What you will do:
Look below for the line that has "pub struct CachedSchema". Set down the lines from there through the line that has "self.expires_at > now", exactly as written.
§
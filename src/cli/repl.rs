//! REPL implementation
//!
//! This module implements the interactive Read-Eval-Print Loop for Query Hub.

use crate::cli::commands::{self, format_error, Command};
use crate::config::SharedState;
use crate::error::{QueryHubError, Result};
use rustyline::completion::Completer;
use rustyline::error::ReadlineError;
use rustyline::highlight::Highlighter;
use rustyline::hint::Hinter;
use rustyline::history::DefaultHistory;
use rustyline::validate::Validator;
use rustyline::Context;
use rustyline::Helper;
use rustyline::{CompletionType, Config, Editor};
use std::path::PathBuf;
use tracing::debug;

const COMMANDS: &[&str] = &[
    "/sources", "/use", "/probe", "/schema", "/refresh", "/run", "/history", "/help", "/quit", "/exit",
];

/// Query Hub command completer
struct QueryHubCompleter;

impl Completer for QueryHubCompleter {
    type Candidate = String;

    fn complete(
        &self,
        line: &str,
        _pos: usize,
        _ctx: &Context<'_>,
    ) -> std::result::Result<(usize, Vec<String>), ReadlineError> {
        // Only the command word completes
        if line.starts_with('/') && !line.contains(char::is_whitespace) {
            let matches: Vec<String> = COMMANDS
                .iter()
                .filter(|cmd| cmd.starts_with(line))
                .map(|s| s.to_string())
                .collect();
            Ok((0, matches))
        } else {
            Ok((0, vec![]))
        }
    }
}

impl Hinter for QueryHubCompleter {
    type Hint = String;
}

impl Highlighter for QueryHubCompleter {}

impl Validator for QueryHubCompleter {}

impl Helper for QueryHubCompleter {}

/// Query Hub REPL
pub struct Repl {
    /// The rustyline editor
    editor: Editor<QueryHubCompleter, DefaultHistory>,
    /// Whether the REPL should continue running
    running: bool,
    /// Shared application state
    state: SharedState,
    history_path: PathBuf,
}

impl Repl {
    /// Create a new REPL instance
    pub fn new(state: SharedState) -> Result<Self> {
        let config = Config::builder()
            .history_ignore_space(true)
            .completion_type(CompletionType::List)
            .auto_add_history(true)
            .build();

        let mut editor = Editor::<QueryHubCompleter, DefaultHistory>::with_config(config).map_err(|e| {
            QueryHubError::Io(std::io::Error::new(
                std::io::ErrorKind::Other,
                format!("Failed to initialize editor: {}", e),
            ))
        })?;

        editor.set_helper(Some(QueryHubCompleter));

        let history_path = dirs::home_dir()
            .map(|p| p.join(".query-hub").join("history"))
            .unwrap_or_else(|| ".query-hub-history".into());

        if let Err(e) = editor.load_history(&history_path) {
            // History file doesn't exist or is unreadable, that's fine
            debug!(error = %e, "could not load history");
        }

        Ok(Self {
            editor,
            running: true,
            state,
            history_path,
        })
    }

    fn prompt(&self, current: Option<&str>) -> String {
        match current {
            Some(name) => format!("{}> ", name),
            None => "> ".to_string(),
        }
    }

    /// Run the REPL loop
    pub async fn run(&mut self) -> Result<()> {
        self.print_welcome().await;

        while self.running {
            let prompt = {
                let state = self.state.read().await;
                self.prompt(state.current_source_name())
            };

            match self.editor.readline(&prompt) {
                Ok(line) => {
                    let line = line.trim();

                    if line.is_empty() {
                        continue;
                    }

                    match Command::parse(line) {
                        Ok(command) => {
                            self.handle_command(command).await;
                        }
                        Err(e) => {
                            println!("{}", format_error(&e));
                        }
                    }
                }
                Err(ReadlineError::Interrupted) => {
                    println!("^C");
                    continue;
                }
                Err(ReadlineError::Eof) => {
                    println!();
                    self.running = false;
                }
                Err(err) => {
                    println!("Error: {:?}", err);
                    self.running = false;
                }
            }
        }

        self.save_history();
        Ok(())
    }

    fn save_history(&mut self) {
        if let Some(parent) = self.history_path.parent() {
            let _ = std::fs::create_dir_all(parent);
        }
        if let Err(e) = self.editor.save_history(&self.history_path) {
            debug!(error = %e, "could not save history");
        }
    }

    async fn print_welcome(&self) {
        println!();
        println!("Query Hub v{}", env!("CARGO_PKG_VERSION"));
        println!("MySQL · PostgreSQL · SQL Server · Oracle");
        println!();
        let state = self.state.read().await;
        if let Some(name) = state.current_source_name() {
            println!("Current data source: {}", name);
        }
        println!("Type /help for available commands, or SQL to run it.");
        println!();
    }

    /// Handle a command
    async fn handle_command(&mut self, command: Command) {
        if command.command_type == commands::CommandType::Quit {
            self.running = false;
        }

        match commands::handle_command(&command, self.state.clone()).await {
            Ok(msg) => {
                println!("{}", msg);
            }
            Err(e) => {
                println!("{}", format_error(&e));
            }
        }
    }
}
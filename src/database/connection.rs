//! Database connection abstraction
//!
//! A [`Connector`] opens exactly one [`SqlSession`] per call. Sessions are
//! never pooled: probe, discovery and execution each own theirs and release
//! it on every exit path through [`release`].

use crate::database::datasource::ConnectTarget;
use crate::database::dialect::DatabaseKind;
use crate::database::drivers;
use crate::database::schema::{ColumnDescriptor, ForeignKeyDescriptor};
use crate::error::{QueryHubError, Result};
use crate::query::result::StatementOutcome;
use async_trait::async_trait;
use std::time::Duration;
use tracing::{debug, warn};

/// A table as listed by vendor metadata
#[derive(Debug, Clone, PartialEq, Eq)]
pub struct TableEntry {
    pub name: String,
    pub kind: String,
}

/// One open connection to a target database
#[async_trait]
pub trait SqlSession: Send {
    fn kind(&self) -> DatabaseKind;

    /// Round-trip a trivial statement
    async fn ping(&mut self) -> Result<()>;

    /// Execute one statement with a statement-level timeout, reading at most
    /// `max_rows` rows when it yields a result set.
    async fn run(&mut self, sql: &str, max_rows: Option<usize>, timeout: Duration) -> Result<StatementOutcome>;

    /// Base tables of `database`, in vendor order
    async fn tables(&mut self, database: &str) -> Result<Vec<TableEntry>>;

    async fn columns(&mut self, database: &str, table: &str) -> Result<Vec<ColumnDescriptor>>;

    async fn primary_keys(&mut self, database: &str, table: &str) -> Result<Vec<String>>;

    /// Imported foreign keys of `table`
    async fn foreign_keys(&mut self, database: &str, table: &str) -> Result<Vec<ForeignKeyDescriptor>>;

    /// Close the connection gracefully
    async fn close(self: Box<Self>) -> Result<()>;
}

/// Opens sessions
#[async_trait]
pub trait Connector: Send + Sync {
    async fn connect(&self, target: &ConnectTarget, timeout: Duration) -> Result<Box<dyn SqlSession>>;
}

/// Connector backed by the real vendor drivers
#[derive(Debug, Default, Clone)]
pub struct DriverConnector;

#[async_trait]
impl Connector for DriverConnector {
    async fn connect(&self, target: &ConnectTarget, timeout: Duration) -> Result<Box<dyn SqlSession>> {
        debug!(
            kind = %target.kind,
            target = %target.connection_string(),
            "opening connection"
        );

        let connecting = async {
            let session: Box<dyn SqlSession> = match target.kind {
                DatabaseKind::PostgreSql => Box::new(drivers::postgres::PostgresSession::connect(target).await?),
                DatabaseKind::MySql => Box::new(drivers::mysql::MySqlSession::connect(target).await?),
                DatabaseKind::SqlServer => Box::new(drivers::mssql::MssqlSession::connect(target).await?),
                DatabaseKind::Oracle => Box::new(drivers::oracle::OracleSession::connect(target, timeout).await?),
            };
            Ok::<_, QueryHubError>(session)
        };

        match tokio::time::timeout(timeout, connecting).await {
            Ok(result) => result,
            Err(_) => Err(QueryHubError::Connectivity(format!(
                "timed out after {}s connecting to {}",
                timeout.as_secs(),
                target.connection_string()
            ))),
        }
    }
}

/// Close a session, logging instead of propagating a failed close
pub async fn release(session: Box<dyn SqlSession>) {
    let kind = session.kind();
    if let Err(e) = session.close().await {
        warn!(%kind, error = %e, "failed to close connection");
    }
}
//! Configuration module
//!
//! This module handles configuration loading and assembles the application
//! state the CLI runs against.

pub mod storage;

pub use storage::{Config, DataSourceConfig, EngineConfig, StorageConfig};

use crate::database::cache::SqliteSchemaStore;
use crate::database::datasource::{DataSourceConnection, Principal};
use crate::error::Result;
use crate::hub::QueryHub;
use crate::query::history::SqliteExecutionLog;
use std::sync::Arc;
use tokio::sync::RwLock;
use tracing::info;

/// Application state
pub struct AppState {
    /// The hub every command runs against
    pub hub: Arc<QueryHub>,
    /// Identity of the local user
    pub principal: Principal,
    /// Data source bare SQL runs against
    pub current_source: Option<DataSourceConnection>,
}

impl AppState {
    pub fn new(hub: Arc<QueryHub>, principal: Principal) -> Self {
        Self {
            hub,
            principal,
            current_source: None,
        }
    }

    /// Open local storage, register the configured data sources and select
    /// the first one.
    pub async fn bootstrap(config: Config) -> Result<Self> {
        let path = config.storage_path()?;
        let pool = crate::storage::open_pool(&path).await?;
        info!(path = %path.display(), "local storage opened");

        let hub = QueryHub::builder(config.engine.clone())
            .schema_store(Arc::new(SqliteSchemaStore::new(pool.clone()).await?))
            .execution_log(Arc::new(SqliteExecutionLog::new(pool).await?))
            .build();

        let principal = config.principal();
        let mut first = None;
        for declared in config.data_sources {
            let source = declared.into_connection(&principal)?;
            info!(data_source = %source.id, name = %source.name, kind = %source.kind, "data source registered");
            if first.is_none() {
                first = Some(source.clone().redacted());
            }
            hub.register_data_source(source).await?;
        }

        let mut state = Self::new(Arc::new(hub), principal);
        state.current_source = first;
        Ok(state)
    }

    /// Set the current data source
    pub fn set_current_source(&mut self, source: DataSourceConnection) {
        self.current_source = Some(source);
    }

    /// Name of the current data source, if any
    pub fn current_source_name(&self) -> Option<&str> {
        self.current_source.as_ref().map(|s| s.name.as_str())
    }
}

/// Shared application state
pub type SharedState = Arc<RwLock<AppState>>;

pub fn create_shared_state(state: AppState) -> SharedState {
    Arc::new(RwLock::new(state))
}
§
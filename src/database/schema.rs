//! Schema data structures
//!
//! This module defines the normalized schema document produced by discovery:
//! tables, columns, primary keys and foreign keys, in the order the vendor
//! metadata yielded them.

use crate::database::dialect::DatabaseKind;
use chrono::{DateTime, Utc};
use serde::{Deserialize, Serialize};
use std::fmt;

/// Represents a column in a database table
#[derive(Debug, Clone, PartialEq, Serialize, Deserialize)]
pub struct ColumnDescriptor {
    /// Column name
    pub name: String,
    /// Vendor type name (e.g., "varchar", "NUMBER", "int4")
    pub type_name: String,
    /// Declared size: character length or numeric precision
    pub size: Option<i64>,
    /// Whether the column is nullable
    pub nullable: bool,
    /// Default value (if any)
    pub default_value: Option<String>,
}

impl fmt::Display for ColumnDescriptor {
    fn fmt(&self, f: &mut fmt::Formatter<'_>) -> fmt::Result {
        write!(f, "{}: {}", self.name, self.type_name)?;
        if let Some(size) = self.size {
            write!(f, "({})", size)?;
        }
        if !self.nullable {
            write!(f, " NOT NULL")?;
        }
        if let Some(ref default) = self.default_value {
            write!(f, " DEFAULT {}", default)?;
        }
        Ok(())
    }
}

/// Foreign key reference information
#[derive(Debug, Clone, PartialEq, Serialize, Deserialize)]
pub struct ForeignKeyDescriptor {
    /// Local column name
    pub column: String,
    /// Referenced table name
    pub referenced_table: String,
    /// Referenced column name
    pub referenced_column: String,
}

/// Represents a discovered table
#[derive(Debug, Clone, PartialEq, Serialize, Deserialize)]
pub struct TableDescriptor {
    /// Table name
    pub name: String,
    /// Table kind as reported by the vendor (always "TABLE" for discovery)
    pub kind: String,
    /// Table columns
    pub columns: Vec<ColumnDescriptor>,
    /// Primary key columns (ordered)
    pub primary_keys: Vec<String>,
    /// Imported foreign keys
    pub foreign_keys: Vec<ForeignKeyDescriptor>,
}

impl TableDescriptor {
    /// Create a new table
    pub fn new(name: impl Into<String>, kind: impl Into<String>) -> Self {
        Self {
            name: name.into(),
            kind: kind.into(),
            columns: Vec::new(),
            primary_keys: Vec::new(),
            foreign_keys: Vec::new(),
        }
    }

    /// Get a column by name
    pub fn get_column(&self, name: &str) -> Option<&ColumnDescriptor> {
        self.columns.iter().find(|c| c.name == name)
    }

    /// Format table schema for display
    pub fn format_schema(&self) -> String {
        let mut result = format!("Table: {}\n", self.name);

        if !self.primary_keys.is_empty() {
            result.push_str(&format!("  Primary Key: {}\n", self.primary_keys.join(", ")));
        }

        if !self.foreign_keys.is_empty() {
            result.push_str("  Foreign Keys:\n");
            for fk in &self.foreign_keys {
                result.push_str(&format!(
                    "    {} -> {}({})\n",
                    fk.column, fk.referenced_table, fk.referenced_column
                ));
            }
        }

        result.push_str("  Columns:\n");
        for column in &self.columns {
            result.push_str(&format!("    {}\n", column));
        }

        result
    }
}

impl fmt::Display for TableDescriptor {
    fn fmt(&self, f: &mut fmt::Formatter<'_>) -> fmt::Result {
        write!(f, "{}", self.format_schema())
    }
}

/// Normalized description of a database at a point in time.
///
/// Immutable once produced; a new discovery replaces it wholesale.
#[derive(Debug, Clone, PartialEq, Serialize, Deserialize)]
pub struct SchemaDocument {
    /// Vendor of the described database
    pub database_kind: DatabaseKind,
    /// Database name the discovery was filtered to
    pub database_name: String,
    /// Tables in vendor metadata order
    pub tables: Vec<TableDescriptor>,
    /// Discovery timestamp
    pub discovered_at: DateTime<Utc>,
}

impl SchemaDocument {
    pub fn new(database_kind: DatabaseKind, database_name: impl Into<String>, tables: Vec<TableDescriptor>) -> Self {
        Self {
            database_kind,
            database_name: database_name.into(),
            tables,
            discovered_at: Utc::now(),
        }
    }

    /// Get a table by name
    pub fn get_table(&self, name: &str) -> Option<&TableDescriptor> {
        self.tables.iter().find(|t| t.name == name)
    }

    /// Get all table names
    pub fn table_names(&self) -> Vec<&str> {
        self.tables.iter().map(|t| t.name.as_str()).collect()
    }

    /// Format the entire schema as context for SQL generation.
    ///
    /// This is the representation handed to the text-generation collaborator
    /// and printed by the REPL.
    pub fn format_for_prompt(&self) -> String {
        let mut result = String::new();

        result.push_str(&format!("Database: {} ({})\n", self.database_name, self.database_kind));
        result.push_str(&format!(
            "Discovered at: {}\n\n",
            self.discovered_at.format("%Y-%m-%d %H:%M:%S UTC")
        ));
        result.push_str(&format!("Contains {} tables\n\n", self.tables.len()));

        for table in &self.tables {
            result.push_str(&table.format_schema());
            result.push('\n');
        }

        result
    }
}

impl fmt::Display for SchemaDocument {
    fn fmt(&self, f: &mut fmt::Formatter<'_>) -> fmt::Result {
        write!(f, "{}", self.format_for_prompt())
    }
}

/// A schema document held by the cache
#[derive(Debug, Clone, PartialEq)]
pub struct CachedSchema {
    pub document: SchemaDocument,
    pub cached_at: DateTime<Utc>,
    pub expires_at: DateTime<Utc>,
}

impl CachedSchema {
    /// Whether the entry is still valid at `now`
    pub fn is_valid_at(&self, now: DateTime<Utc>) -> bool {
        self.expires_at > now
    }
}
§
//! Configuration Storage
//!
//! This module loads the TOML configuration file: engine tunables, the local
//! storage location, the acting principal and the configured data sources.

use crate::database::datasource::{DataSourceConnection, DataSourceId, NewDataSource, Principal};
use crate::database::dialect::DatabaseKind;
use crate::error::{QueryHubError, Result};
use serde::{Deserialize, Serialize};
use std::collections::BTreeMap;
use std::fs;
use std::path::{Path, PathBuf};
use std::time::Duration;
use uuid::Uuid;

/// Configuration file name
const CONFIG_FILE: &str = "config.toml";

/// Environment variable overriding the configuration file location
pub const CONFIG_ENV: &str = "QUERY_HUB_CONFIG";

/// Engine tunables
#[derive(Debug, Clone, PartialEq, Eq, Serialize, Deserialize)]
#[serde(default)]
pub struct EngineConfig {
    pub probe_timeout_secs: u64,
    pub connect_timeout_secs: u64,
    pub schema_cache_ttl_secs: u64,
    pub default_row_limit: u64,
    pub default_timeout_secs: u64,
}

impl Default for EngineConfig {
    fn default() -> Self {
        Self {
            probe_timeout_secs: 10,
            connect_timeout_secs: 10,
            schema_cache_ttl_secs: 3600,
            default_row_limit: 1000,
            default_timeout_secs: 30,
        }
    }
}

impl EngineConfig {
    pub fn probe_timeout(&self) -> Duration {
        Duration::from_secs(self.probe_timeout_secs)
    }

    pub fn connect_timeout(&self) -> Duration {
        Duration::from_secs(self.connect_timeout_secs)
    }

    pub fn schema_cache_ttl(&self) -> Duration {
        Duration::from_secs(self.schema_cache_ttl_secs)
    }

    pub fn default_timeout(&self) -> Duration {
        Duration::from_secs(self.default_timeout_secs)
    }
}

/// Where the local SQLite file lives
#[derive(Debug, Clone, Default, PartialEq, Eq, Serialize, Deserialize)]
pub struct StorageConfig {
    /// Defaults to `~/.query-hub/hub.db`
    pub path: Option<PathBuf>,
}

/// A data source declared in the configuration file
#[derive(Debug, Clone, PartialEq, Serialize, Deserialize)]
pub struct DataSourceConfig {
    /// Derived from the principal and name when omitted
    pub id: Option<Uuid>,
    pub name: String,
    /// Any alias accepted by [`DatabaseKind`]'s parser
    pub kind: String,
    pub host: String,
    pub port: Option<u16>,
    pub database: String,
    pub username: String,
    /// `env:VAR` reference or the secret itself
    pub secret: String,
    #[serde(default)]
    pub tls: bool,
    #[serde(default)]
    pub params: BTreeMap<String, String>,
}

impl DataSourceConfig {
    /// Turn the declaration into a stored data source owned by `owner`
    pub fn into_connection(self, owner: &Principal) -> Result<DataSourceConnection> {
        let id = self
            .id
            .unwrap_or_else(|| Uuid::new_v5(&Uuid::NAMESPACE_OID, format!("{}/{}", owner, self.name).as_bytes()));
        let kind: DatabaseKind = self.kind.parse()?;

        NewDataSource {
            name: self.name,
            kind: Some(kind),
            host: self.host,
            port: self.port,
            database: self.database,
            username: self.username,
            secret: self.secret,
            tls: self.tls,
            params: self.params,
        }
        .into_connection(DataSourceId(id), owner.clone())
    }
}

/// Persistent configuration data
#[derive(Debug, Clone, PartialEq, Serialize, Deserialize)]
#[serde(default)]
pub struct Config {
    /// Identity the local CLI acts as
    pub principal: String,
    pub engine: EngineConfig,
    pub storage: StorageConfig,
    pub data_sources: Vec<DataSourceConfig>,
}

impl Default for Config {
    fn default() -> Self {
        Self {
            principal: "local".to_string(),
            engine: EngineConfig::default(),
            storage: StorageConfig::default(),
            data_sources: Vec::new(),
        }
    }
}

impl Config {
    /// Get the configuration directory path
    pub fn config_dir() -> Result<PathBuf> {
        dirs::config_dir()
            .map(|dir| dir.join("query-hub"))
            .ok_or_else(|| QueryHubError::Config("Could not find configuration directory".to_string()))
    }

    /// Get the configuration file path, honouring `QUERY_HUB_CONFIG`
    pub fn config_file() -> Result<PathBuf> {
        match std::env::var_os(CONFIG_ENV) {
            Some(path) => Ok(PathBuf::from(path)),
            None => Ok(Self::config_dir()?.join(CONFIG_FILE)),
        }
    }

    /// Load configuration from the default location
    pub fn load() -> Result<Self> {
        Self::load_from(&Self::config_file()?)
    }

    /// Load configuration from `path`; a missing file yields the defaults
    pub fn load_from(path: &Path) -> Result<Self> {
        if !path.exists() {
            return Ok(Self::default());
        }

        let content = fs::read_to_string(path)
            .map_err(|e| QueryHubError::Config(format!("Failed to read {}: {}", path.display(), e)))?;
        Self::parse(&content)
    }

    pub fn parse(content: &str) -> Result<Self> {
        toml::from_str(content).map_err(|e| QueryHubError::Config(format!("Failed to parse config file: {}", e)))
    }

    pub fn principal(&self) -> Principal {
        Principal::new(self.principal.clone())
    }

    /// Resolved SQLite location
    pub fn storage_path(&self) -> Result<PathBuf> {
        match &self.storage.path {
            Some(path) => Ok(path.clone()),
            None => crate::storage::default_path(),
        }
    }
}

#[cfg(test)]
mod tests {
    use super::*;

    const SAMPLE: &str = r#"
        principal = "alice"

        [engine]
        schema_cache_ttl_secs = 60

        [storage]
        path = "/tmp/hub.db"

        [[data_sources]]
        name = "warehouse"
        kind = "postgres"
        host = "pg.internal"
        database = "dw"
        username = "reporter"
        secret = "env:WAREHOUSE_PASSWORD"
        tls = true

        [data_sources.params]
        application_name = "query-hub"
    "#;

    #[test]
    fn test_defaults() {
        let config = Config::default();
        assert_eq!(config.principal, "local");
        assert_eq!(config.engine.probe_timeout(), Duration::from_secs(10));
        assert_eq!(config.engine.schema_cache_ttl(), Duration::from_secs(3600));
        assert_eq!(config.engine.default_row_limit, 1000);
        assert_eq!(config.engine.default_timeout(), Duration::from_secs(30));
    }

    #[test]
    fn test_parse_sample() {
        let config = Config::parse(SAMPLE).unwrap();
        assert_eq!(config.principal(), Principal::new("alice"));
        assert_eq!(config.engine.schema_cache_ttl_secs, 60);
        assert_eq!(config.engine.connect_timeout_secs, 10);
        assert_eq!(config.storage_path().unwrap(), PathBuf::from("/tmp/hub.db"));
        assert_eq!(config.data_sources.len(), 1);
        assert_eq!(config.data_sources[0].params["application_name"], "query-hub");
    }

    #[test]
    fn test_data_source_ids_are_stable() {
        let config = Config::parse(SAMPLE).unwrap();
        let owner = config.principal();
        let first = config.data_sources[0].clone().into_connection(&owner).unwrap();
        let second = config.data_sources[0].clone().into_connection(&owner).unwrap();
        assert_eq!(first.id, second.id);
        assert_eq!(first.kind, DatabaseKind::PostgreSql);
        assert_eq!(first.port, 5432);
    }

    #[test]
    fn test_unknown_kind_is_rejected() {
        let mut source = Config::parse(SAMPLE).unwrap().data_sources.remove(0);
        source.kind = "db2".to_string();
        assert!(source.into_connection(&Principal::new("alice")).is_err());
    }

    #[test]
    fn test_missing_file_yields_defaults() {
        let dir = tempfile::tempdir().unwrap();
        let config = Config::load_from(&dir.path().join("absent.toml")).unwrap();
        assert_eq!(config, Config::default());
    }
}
§
Answer area:
pub struct CachedSchema {
    pub document: SchemaDocument,
    pub cached_at: DateTime<Utc>,
    pub expires_at: DateTime<Utc>,
}

impl CachedSchema {
    /// Whether the entry is still valid at `now`
    pub fn is_valid_at(&self, now: DateTime<Utc>) -> bool {
        self.expires_at > now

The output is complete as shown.